I’ve been with CarMax for about six years. I felt like I was a strategist until I’ve been in this role now for three years, and like I said, I’ve been seen. I actually feel like this might be my calling. It’s been really fun to figure out how to take all the things I learned as a strategist and in my role as a consultant and in corporate strategy, and then figure out how to really bring that to life in a really, for us, pretty big org.
I want to double the pace of innovation. We want to go faster and faster and faster.”
Our Starting Point
Without further ado, what I want to talk through today is just our starting point. I think most of you know CarMax as a used car dealer. When I started at CarMax, I sat in one of our product open houses and I thought, I don’t work for a used car company. I work for a technology company that happens to sell used cars. So, I want to help you understand a little bit more about what that looked like for us, and what my starting point was as I took on this role in product delivery operations and portfolio management.

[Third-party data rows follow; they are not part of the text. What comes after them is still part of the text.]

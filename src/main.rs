//! Collections admin - Shopify collection management panel.
//!
//! # Architecture
//!
//! - Axum web framework
//! - Askama templates for server-side rendering
//! - Shopify Admin GraphQL API for all collection data (no local database)

#![cfg_attr(not(test), forbid(unsafe_code))]

use axum::{Router, routing::get};
use tower_http::trace::{DefaultOnResponse, OnResponse, TraceLayer};
use tracing::Span;
use tracing_subscriber::{layer::SubscriberExt, util::SubscriberInitExt};

use collections_admin::config::AppConfig;
use collections_admin::routes;
use collections_admin::shopify::types::AdminSession;
use collections_admin::state::AppState;

use sentry::integrations::tracing as sentry_tracing;

/// Initialize Sentry error tracking and return guard that must be kept alive.
fn init_sentry(config: &AppConfig) -> Option<sentry::ClientInitGuard> {
    let dsn = config.sentry_dsn.as_ref()?;

    let guard = sentry::init((
        dsn.as_str(),
        sentry::ClientOptions {
            release: sentry::release_name!(),
            environment: config
                .sentry_environment
                .clone()
                .map(std::borrow::Cow::Owned),
            attach_stacktrace: true,
            ..Default::default()
        },
    ));

    tracing::info!("Sentry initialized");
    Some(guard)
}

/// Filter tracing events to Sentry event types.
fn sentry_event_filter(metadata: &tracing::Metadata<'_>) -> sentry_tracing::EventFilter {
    match *metadata.level() {
        tracing::Level::ERROR | tracing::Level::WARN => sentry_tracing::EventFilter::Event,
        tracing::Level::INFO | tracing::Level::DEBUG => sentry_tracing::EventFilter::Breadcrumb,
        _ => sentry_tracing::EventFilter::Ignore,
    }
}

#[tokio::main]
async fn main() {
    // Load configuration from environment (needed for Sentry init)
    let config = AppConfig::from_env().expect("Failed to load configuration");

    // Initialize Sentry (must be done before tracing subscriber)
    let _sentry_guard = init_sentry(&config);

    // Initialize tracing with EnvFilter and Sentry integration.
    // Defaults to info level for our crate if RUST_LOG is not set.
    let env_filter = tracing_subscriber::EnvFilter::try_from_default_env()
        .unwrap_or_else(|_| "collections_admin=info,tower_http=debug".into());

    // JSON format for structured log parsing in hosted deploys, text locally
    let is_hosted = std::env::var("FLY_APP_NAME").is_ok();
    let json_layer = is_hosted.then(|| tracing_subscriber::fmt::layer().json().flatten_event(true));
    let text_layer = (!is_hosted).then(tracing_subscriber::fmt::layer);

    tracing_subscriber::registry()
        .with(env_filter)
        .with(json_layer)
        .with(text_layer)
        .with(sentry_tracing::layer().event_filter(sentry_event_filter))
        .init();

    // Build application state
    let state = AppState::new(config.clone());

    // Install the pre-authenticated session, if one is configured. Without
    // it the app still serves pages; every Shopify call surfaces the
    // session error until a token arrives.
    if let Some(token) = config.shopify.access_token.clone() {
        state
            .shopify()
            .set_session(AdminSession {
                shop: config.shopify.store.clone(),
                access_token: token,
            })
            .await;
        tracing::info!(shop = %config.shopify.store, "Admin session installed");
    } else {
        tracing::warn!("No SHOPIFY_ADMIN_ACCESS_TOKEN set; Shopify operations will fail");
    }

    // Build router
    let app = Router::new()
        .route("/health", get(health))
        .merge(routes::routes())
        .layer(
            TraceLayer::new_for_http()
                .make_span_with(|request: &axum::http::Request<_>| {
                    tracing::info_span!(
                        "http_request",
                        method = %request.method(),
                        uri = %request.uri(),
                        status = tracing::field::Empty,
                        latency_ms = tracing::field::Empty,
                    )
                })
                .on_response(
                    |response: &axum::http::Response<_>,
                     latency: std::time::Duration,
                     span: &Span| {
                        span.record("status", response.status().as_u16());
                        span.record("latency_ms", latency.as_millis() as u64);
                        DefaultOnResponse::default().on_response(response, latency, span);
                    },
                ),
        )
        .with_state(state)
        // Sentry layers (outermost for full request coverage)
        .layer(sentry_tower::NewSentryLayer::new_from_top())
        .layer(sentry_tower::SentryHttpLayer::with_transaction());

    // Start server
    let addr = config.socket_addr();
    tracing::info!("collections admin listening on http://{}", addr);

    let listener = tokio::net::TcpListener::bind(addr)
        .await
        .expect("Failed to bind to address");

    axum::serve(listener, app)
        .with_graceful_shutdown(shutdown_signal())
        .await
        .expect("Server error");
}

/// Liveness health check endpoint.
async fn health() -> &'static str {
    "ok"
}

/// Wait for shutdown signal (Ctrl+C or SIGTERM).
async fn shutdown_signal() {
    let ctrl_c = async {
        tokio::signal::ctrl_c()
            .await
            .expect("Failed to install Ctrl+C handler");
    };

    #[cfg(unix)]
    let terminate = async {
        tokio::signal::unix::signal(tokio::signal::unix::SignalKind::terminate())
            .expect("Failed to install signal handler")
            .recv()
            .await;
    };

    #[cfg(not(unix))]
    let terminate = std::future::pending::<()>();

    tokio::select! {
        () = ctrl_c => {},
        () = terminate => {},
    }

    tracing::info!("Shutdown signal received, starting graceful shutdown");
}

Then I’ll talk through where we’ve kind of landed or where we are today in our journey and how we’ve set up our program. It has been an evolution. It’ll continue to be an evolution.
Then I’ll finish up my session with just what my thoughts are on where we’ll look ahead over the next couple of years and continue to refine our strategy and execution. We actually do consider ourselves the original disruptor in used cars. What’s interesting is when we say we disrupted, it was really disrupting on values. We really believed in the value of no haggle. We put one price on all our cars and really wanted to preach and share this value of honesty and transparency in every interaction in every transaction. This made us very successful for 15-20 years. But most of our growth though, happened via store growth. So, we were known as operators and executors.
If you put a goal in front of us, we’d weather the environment and figure out how to continue to grow coming out of that. We were kind of innovators in our own right, at the time. So, in the mid 2015 to 2018 timeframe, we were really starting to feel the pressure of all these consumers who really saw what Target, Walmart, and Amazon were doing and wanted to do more and more on their own or more and more online. We also had some big competitive threats, like Carvana. We really needed to figure out how to digitally transform and enable our customers to be able to shop the way they wanted.
“We have to accelerate our vision, accelerate our strategy, and really bring digital across all our business areas and shopping and selling experiences.”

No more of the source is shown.